*MATERIAL FOR THE TASK:*
* * * * * * *

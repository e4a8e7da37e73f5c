//! Optimistic concurrency for trade-group versions.

use std::sync::atomic::{AtomicU64, Ordering};

use tg_types::errors::RegistryError;
use tg_types::group::TradeGroupId;

/// Per-group version stamp with compare-and-set.
///
/// Readers load the version without locking. A writer supplies the version
/// it last observed; exactly one writer can move the stamp from a given
/// value, the rest get [`RegistryError::VersionConflict`].
#[derive(Debug)]
pub struct ConcurrencyGuard {
    group_id: TradeGroupId,
    version: AtomicU64,
}

impl ConcurrencyGuard {
    pub fn new(group_id: TradeGroupId, initial: u64) -> Self {
        Self {
            group_id,
            version: AtomicU64::new(initial),
        }
    }

    pub fn current(&self) -> u64 {
        self.version.load(Ordering::Acquire)
    }

    /// Verify `expected` without changing the stamp.
    pub fn check(&self, expected: u64) -> Result<u64, RegistryError> {
        let actual = self.current();
        if actual == expected {
            Ok(actual)
        } else {
            Err(self.conflict(expected, actual))
        }
    }

    /// Move the stamp from `expected` to `expected + 1`.
    pub fn advance(&self, expected: u64) -> Result<u64, RegistryError> {
        let next = expected + 1;
        self.version
            .compare_exchange(expected, next, Ordering::AcqRel, Ordering::Acquire)
            .map(|_| next)
            .map_err(|actual| self.conflict(expected, actual))
    }

    fn conflict(&self, expected: u64, actual: u64) -> RegistryError {
        RegistryError::VersionConflict {
            group_id: self.group_id,
            expected,
            actual,
        }
    }
}

#[cfg(test)]
mod tests {
    use super::*;
    use std::sync::Arc;
    use std::thread;
    use uuid::Uuid;

    #[test]
    fn advance_requires_matching_version() {
        let guard = ConcurrencyGuard::new(Uuid::new_v4(), 0);
        assert_eq!(guard.advance(0).unwrap(), 1);

        let err = guard.advance(0).unwrap_err();
        assert!(matches!(
            err,
            RegistryError::VersionConflict { expected: 0, actual: 1, .. }
        ));
        assert_eq!(guard.current(), 1);
        assert!(guard.check(1).is_ok());
    }

    #[test]
    fn concurrent_writers_with_same_expectation_one_wins() {
        let guard = Arc::new(ConcurrencyGuard::new(Uuid::new_v4(), 7));

        let handles: Vec<_> = (0..16)
            .map(|_| {
                let guard = guard.clone();
                thread::spawn(move || guard.advance(7).is_ok())
            })
            .collect();

        let wins = handles
            .into_iter()
            .map(|h| h.join().unwrap())
            .filter(|won| *won)
            .count();
        assert_eq!(wins, 1);
        assert_eq!(guard.current(), 8);
    }
}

* * * * * * *

*WHAT TO DO:*
Looking at the data above, count each line that holds the word "check" and report the count alone.

*REPLY:*
2